#### TASK ITEM:
Below are several entries. Transcribe exactly those lines that fall from the one with "let count = inner.count_active_tables();" through the one with "#[macro_use]", end lines included.
SOURCE RECORDS Block Start
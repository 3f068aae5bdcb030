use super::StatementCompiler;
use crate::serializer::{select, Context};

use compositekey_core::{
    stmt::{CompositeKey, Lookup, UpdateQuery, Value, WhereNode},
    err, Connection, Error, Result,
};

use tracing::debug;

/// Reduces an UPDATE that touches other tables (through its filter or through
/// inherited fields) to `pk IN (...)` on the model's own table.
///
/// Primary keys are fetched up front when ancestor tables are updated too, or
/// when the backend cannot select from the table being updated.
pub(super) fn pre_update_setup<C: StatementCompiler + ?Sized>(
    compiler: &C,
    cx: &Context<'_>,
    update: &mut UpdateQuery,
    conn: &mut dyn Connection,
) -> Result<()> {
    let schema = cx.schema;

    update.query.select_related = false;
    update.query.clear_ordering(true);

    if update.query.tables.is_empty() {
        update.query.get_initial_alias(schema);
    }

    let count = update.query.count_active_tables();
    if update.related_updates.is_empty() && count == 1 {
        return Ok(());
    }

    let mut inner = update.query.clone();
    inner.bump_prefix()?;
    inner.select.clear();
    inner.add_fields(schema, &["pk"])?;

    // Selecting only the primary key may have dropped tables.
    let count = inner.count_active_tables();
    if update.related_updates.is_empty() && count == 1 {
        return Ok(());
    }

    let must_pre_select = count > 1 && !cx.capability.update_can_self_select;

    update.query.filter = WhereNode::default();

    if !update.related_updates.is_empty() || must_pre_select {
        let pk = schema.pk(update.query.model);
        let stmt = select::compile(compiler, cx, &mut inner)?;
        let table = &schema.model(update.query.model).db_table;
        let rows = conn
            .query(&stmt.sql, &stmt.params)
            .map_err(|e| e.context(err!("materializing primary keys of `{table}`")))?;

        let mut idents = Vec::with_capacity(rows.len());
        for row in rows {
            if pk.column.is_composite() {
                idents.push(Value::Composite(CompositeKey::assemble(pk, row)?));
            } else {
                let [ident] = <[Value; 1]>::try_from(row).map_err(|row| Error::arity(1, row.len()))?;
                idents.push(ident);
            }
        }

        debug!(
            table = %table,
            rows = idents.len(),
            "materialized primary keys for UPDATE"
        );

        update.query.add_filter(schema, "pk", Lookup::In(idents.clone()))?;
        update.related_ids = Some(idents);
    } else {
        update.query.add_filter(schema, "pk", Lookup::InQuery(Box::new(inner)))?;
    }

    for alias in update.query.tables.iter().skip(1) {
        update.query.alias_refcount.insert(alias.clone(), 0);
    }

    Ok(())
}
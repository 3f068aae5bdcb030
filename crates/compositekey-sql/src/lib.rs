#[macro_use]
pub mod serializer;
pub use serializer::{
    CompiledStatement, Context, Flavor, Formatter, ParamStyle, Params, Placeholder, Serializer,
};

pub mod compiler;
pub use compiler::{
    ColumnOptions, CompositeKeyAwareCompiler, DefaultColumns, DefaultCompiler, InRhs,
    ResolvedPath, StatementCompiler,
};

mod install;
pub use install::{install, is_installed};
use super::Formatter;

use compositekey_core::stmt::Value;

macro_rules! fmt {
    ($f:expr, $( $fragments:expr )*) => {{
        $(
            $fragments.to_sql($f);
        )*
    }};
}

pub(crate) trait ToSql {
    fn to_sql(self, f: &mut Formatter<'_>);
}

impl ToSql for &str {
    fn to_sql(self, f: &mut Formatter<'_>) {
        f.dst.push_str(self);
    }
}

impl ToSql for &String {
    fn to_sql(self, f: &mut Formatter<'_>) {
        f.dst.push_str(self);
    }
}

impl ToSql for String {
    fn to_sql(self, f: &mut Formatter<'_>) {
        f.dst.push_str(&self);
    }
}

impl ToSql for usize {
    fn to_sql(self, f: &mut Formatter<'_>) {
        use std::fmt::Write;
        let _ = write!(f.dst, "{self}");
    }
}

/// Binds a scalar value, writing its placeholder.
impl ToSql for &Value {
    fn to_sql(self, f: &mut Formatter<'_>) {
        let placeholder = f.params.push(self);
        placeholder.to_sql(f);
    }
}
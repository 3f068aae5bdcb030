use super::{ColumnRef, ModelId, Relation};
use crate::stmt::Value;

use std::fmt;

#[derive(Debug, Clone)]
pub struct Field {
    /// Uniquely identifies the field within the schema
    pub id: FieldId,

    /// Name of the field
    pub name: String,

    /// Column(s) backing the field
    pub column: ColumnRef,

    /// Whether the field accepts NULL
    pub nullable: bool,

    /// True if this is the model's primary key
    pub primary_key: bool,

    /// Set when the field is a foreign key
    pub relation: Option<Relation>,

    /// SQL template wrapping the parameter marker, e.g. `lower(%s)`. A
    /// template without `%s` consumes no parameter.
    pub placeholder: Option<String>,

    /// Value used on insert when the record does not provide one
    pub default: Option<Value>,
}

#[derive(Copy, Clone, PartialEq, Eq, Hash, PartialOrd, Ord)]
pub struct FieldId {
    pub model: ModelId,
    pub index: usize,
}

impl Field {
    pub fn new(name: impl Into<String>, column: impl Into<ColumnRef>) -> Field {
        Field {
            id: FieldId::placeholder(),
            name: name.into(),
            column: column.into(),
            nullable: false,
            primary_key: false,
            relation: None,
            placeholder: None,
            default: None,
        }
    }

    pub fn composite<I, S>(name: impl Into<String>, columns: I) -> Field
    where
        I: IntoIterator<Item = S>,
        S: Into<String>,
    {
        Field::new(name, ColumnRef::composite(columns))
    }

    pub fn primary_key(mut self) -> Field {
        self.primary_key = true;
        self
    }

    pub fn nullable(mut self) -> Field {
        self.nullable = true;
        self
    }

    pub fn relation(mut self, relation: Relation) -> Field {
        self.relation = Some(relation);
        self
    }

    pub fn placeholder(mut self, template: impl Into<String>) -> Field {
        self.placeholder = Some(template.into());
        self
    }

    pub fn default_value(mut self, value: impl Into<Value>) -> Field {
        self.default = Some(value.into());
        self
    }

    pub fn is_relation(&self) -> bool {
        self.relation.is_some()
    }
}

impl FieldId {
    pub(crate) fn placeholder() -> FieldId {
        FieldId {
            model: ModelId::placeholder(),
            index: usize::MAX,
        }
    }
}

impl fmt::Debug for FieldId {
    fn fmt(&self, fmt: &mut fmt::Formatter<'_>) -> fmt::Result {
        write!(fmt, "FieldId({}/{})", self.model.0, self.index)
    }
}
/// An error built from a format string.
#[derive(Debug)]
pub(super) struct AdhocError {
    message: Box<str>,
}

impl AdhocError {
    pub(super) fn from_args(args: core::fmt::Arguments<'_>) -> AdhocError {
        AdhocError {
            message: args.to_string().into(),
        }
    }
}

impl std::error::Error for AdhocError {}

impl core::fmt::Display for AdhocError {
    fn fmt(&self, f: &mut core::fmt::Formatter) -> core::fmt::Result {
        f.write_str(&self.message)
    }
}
SOURCE RECORDS Block End
SOURCE RECORDS Block Start
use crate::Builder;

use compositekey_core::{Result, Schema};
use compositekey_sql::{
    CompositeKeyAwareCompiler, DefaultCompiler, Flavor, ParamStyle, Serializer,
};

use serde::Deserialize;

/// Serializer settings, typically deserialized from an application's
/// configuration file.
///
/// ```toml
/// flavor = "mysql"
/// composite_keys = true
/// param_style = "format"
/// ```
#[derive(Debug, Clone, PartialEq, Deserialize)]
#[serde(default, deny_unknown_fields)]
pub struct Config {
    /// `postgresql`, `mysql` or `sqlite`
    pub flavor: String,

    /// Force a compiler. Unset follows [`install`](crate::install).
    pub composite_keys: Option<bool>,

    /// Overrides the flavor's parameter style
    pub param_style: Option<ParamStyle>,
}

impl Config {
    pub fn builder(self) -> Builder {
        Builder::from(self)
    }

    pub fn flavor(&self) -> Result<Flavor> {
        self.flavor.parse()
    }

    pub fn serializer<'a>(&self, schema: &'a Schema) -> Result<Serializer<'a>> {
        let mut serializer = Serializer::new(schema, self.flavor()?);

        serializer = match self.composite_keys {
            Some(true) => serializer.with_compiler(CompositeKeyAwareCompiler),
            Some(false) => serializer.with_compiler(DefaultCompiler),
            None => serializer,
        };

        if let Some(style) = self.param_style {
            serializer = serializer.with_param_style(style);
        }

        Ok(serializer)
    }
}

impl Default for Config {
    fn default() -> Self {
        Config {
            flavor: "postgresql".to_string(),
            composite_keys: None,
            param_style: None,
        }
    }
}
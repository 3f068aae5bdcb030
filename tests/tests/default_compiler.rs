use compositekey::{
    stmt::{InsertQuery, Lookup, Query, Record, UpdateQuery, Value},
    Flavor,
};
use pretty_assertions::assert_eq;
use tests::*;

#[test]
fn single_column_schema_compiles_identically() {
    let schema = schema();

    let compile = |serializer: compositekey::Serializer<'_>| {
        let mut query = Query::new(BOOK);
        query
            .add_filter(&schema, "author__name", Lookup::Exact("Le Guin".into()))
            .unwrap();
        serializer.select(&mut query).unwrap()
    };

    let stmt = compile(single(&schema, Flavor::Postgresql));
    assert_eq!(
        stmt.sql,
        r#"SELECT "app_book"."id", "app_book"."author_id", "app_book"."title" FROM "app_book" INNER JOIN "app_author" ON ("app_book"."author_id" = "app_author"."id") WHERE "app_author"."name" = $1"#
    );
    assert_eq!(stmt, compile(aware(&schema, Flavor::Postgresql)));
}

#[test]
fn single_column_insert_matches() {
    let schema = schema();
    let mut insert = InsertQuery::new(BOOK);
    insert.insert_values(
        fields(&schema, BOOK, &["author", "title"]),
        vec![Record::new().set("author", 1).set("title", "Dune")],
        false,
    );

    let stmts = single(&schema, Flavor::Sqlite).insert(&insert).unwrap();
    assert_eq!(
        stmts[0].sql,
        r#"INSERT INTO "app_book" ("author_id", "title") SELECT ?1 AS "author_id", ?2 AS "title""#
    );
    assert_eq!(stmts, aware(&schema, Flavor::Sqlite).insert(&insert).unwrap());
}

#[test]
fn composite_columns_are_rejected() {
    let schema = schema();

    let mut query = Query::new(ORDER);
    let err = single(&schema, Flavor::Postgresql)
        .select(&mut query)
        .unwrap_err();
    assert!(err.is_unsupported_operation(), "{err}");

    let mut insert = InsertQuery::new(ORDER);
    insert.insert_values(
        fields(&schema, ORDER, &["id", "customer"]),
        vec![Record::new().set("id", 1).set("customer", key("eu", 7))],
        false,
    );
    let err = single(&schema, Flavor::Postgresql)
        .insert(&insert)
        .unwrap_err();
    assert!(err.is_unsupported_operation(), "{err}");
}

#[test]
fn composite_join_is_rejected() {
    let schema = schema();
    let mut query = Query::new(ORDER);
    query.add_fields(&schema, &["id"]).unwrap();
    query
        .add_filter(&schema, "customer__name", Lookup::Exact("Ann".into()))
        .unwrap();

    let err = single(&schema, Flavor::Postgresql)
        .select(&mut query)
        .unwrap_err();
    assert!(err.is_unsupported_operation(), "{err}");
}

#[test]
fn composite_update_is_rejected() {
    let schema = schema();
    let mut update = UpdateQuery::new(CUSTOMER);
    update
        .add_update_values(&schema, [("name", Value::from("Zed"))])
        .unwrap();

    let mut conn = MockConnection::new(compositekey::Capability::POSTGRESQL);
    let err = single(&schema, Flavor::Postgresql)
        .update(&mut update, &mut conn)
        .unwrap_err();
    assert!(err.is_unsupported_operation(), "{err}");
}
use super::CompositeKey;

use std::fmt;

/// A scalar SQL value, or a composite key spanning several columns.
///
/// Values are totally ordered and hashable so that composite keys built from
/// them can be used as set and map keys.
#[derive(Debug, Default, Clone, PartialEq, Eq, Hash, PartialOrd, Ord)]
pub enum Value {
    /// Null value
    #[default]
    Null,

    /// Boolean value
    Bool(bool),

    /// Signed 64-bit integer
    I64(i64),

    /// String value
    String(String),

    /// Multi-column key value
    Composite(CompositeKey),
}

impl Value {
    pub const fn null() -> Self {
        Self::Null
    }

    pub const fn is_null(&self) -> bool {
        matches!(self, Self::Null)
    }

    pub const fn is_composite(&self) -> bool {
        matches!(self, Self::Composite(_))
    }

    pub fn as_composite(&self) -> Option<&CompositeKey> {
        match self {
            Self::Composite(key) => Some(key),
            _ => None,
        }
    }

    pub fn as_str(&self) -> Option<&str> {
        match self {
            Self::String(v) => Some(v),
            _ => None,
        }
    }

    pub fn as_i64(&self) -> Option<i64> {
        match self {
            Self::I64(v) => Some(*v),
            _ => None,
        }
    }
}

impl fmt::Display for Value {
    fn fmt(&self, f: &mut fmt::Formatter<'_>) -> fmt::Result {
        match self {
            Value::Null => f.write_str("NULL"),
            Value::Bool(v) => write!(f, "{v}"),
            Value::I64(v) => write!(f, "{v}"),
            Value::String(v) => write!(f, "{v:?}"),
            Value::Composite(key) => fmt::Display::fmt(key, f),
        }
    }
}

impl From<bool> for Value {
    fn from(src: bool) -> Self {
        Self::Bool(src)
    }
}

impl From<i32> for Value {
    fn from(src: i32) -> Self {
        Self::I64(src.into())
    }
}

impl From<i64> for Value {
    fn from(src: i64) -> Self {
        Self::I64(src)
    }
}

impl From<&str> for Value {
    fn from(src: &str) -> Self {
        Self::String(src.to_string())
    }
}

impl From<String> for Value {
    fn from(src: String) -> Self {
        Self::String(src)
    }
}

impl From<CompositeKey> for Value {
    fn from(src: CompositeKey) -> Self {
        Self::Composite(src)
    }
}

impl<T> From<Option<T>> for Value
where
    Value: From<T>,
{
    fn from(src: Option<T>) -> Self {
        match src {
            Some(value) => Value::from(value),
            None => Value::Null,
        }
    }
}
SOURCE RECORDS Block End
#### RESPONSE TO THE TASK:
    let count = inner.count_active_tables();
    if update.related_updates.is_empty() && count == 1 {
        return Ok(());
    }

    let must_pre_select = count > 1 && !cx.capability.update_can_self_select;

    update.query.filter = WhereNode::default();

    if !update.related_updates.is_empty() || must_pre_select {
        let pk = schema.pk(update.query.model);
        let stmt = select::compile(compiler, cx, &mut inner)?;
        let table = &schema.model(update.query.model).db_table;
        let rows = conn
            .query(&stmt.sql, &stmt.params)
            .map_err(|e| e.context(err!("materializing primary keys of `{table}`")))?;

        let mut idents = Vec::with_capacity(rows.len());
        for row in rows {
            if pk.column.is_composite() {
                idents.push(Value::Composite(CompositeKey::assemble(pk, row)?));
            } else {
                let [ident] = <[Value; 1]>::try_from(row).map_err(|row| Error::arity(1, row.len()))?;
                idents.push(ident);
            }
        }

        debug!(
            table = %table,
            rows = idents.len(),
            "materialized primary keys for UPDATE"
        );

        update.query.add_filter(schema, "pk", Lookup::In(idents.clone()))?;
        update.related_ids = Some(idents);
    } else {
        update.query.add_filter(schema, "pk", Lookup::InQuery(Box::new(inner)))?;
    }

    for alias in update.query.tables.iter().skip(1) {
        update.query.alias_refcount.insert(alias.clone(), 0);
    }

    Ok(())
}
repository 3f068aae5bdcb030
filename crates/compositekey-sql/src/lib.rs
#[macro_use]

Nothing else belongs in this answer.